■ EXERCISE PROMPT
When you reach the line that contains "pub fn residual(&self, layout: &ParamLayout, values: &[f64])" in the data below, start reproducing lines exactly, and stop after the line that contains "(layout.index(self.lhs.line, *kind), self.lhs.coeffs[i]);".

··· RECORD EXCERPTS

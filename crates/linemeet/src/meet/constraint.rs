//! Intersection constraints as value records.
//!
//! One `Constraint` per (adjacent pair, axis). Each side is a `Term`: the
//! affine function `start[c] + coeffs · (e, m0, m1)` of one line's unknowns.
//! Only line k and k+1 are chained; equality is transitive along the chain,
//! so every displaced line passes through the same point.

use crate::geom3::{normal_frame, GeomError, Line3, NormalFrame, Vec3};

use super::params::{ParamKind, ParamLayout};

/// `offset + coeffs · (extension, move0, move1)` of line `line`.
#[derive(Clone, Copy, Debug, PartialEq)]
pub struct Term {
    pub line: usize,
    pub offset: f64,
    pub coeffs: [f64; 3],
}

impl Term {
    /// Axis `axis` of `start + d·e + n0·m0 + n1·m1`.
    fn for_axis(line: usize, l: &Line3, frame: &NormalFrame, axis: usize) -> Self {
        let pick = |v: Vec3| v.to_array()[axis];
        let [n0, n1] = frame.axes();
        Self {
            line,
            offset: pick(l.start()),
            coeffs: [pick(l.direction()), pick(n0), pick(n1)],
        }
    }

    #[inline]
    pub fn eval(&self, layout: &ParamLayout, values: &[f64]) -> f64 {
        let mut acc = self.offset;
        for (kind, c) in ParamKind::ALL.iter().zip(self.coeffs) {
            acc += c * values[layout.index(self.line, *kind)];
        }
        acc
    }
}

/// `lhs == rhs` in one spatial axis.
#[derive(Clone, Copy, Debug, PartialEq)]
pub struct Constraint {
    pub axis: usize,
    pub lhs: Term,
    pub rhs: Term,
}

impl Constraint {
    /// `lhs - rhs`; zero when satisfied.
    #[inline]
    pub fn residual(&self, layout: &ParamLayout, values: &[f64]) -> f64 {
        self.lhs.eval(layout, values) - self.rhs.eval(layout, values)
    }

    /// Linear row form `a · x = b`, as sparse `(slot, coefficient)` pairs.
    pub fn row(&self, layout: &ParamLayout) -> ([(usize, f64); 6], f64) {
        let mut entries = [(0usize, 0.0f64); 6];
        for (i, kind) in ParamKind::ALL.iter().enumerate() {
            entries[i] = (layout.index(self.lhs.line, *kind), self.lhs.coeffs[i]);
            entries[3 + i] = (layout.index(self.rhs.line, *kind), -self.rhs.coeffs[i]);
        }
        (entries, self.rhs.offset - self.lhs.offset)
    }
}

/// Frames plus constraints for one batch of lines.
#[derive(Clone, Debug)]
pub struct Problem {
    pub layout: ParamLayout,
    pub frames: Vec<NormalFrame>,
    pub constraints: Vec<Constraint>,
}

impl Problem {
    /// Build frames and adjacent-pair constraints (`3 · (N − 1)` of them).
    pub fn assemble(lines: &[Line3]) -> Result<Self, GeomError> {
        let frames = lines
            .iter()
            .map(|l| normal_frame(l.direction()))
            .collect::<Result<Vec<_>, _>>()?;
        let mut constraints = Vec::with_capacity(3 * lines.len().saturating_sub(1));
        for k in 0..lines.len().saturating_sub(1) {
            for axis in 0..3 {
                constraints.push(Constraint {
                    axis,
                    lhs: Term::for_axis(k, &lines[k], &frames[k], axis),
                    rhs: Term::for_axis(k + 1, &lines[k + 1], &frames[k + 1], axis),
                });
            }
        }
        Ok(Self {
            layout: ParamLayout::new(lines.len()),
            frames,
            constraints,
        })
    }

    /// Largest absolute constraint residual at `values` (0 with no constraints).
    pub fn max_residual(&self, values: &[f64]) -> f64 {
        self.constraints
            .iter()
            .map(|c| c.residual(&self.layout, values).abs())
            .fold(0.0, f64::max)
    }
}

······

■ SOLUTION TO THIS EXERCISE
    pub fn residual(&self, layout: &ParamLayout, values: &[f64]) -> f64 {
        self.lhs.eval(layout, values) - self.rhs.eval(layout, values)
    }

    /// Linear row form `a · x = b`, as sparse `(slot, coefficient)` pairs.
    pub fn row(&self, layout: &ParamLayout) -> ([(usize, f64); 6], f64) {
        let mut entries = [(0usize, 0.0f64); 6];
        for (i, kind) in ParamKind::ALL.iter().enumerate() {
            entries[i] = (layout.index(self.lhs.line, *kind), self.lhs.coeffs[i]);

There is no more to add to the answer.